Recorded data:
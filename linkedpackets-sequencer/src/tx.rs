use serde::{Deserialize, Serialize};

use linkedpackets_middleware::channel::{Height, Packet};

/// Receipt of a packet relayed from a counterparty chain.
#[derive(Serialize, Deserialize, Clone, Debug, PartialEq, Eq)]
pub struct MsgRecvPacket {
    pub packet: Packet,
    #[serde(default)]
    pub proof_height: Height,
    pub signer: String,
}

#[derive(Serialize, Deserialize, Clone, Debug, PartialEq)]
#[serde(rename_all = "snake_case")]
pub enum Msg {
    RecvPacket(MsgRecvPacket),
    /// Any message the sequencer does not look into.
    Other {
        type_url: String,
        #[serde(default)]
        value: serde_json::Value,
    },
}

#[derive(Serialize, Deserialize, Clone, Debug, Default, PartialEq)]
pub struct Tx {
    pub msgs: Vec<Msg>,
    #[serde(default)]
    pub memo: String,
}

impl Tx {
    pub fn new(msgs: Vec<Msg>) -> Self {
        Self { msgs, memo: String::new() }
    }

    pub fn with_memo(mut self, memo: &str) -> Self {
        self.memo = memo.to_string();
        self
    }
}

Your goal:
All the entries above need to be repeated word for word.

Written response:
filename linkedpackets-sequencer/src/tx.rs
use serde::{Deserialize, Serialize};

use linkedpackets_middleware::channel::{Height, Packet};

/// Receipt of a packet relayed from a counterparty chain.
#[derive(Serialize, Deserialize, Clone, Debug, PartialEq, Eq)]
pub struct MsgRecvPacket {
    pub packet: Packet,
    #[serde(default)]
    pub proof_height: Height,
    pub signer: String,
}

#[derive(Serialize, Deserialize, Clone, Debug, PartialEq)]
#[serde(rename_all = "snake_case")]
pub enum Msg {
    RecvPacket(MsgRecvPacket),
    /// Any message the sequencer does not look into.
    Other {
        type_url: String,
        #[serde(default)]
        value: serde_json::Value,
    },
}

#[derive(Serialize, Deserialize, Clone, Debug, Default, PartialEq)]
pub struct Tx {
    pub msgs: Vec<Msg>,
    #[serde(default)]
    pub memo: String,
}

impl Tx {
    pub fn new(msgs: Vec<Msg>) -> Self {
        Self { msgs, memo: String::new() }
    }

    pub fn with_memo(mut self, memo: &str) -> Self {
        self.memo = memo.to_string();
        self
    }
}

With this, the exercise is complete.